EMPLOYERS yesterday acknowledged the need to review a 23-year-old official policy that cuts their Central Provident Fund (CPF) contribution rates for older workers.

But they also cautioned against implementing any changes too soon that might end up hurting the competitiveness of businesses here, especially amid the global economic uncertainty.

This position was outlined by three major employer groups: the Singapore National Employers Federation (SNEF), Association of Small and Medium Enterprises (ASME) and Singapore Business Federation (SBF).

They were responding to Deputy Prime Minister Tharman Shanmugaratnam's remarks on Sunday that the Government was reviewing the CPF policy.

Now, employer contribution rates are cut from age 50, and again at 55 and 60. Employee rates are cut at ages 50, 55, 60 and 65.

Employers agreed that higher contribution rates would coax more older workers to stay employed, which could help employers facing a tight labour market and the rising cost of hiring foreign workers.

ASME president Lawrence Leow said: 'We believe there is room for upward adjustment. A change will help companies hold on to older workers as they would feel less disadvantaged compared with younger workers.'

But some bosses, like those who belong to the Singapore Chinese Chamber of Commerce and Industry (SCCCI), are opposed to any tinkering with the policy, saying it could lead to higher fixed manpower costs for businesses already feeling the pinch from higher foreign worker levies.

SCCCI president Teo Siong Seng said: 'Let the market decide what it can do to keep older workers, instead of making a mandatory adjustment that could make Singapore's business environment less flexible and less competitive.'

Mr Tharman, who holds the Finance and Manpower portfolios, disclosed the Government's decision to review the practice in an interview with Chinese daily Lianhe Zaobao, published on Sunday. He said unionists and employers are being consulted.
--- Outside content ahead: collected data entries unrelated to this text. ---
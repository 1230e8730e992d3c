//! Graph core: the strict multi-directed graph substrate, the authored network data
//! model, and the working-graph view algorithms actually run against.
//!
//! Everything else in NetGraph — path finding, capacity placement, max-flow,
//! failure policy, Monte Carlo — builds on the types exported here.

pub mod attrs;
pub mod error;
pub mod graph;
pub mod ids;
pub mod model;
pub mod working;

pub use attrs::{AttrMap, AttrValue};
pub use error::{GraphError, GraphResult};
pub use graph::StrictMultiDiGraph;
pub use ids::{derive_child_seed, FlowIndex, Sequence};
pub use model::{Link, Network, Node, RiskGroup, RiskGroupTree};
pub use working::{
    build_working_graph, ExclusionMask, WorkingEdge, WorkingGraph, WorkingGraphOptions, WorkingNode,
};
//! Error taxonomy for the step-scoped result store.

use thiserror::Error;

#[derive(Error, Debug, PartialEq, Eq, Clone)]
pub enum ResultsError {
    #[error("no active step: call begin_step before writing metadata or data")]
    NoActiveStep,

    #[error("unknown step: {0}")]
    UnknownStep(String),
}

pub type ResultsResult<T> = Result<T, ResultsError>;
His comments followed calls in July by the National Trades Union Congress (NTUC) for a rethink of the practice. It began in 1988, in the wake of a recession, to encourage firms to employ older workers.

Yesterday, NTUC deputy secretary-general Heng Chee How welcomed the news of the review, saying that formal consultation with tripartite partners - employers and Government - will start next week.

He reiterated that there is less need to cut older workers' CPF rates now as more companies are moving away from a seniority-based wage system - which makes older workers more costly to hire and vulnerable to job layoffs - to one that is pegged to workers' performance.

Higher CPF rates would also help older workers save more for retirement, as people live longer and housing and medical costs climb, he added.

Said Mr Heng: 'NTUC agrees that it is timely to take stock of the facts and see if the rates still need to be reduced at the current age-points and to the current extents without endangering employment.'

The total contribution rate for workers aged below 50 is 36 per cent, with 16 per cent coming from employers. For those who turn 50, the rate drops to 30 per cent, with 12 per cent from employers. For workers above 65, employers contribute 6.5 per cent and the worker himself 5 per cent.

In the interview, Mr Tharman said he saw 'some merit' in the unionists' position. He said with more firms adopting a performance-based system, there is a need to 'make sure that the older workers are not disadvantaged in the job market'.

Employers said they too saw the importance of paying older workers a fair wage.

SBF chief executive Ho Meng Kit said 'healthy and productive Singaporeans who can hold their own in a performance-based wage system should not lag behind younger workers in CPF contributions'.

But he stressed that the review has to be 'carefully balanced' between providing sufficient incentives for older workers to take up employment and ensuring that employers are able to manage their wage costs, which include CPF contributions.

SNEF vice-president Alexander Melchers urged a holistic approach for the review, pointing out that higher CPF contribution rates could lead to higher overall wage costs. This could affect the employability of older workers if employers are deterred from hiring them, he added.

But Mr Leow said older workers could be cheaper to employ than foreigners, who are set to cost more as Singapore seeks to cut reliance on foreign manpower.

On the changes that employers would welcome, he suggested moving the age at which the lower CPF rates kick in from the current 50 to 55: 'Many at 50 are still productive and healthy. Cutting the contribution rate at this age might be too early.'

Mr Melchers said any changes should be delayed till after the Retirement and Re-employment Act kicks in next January. The law mandates the re-employment of eligible retired workers beyond 62.

'We think it is best to wait to see the impact of these changes on the employment of older workers first,' he added.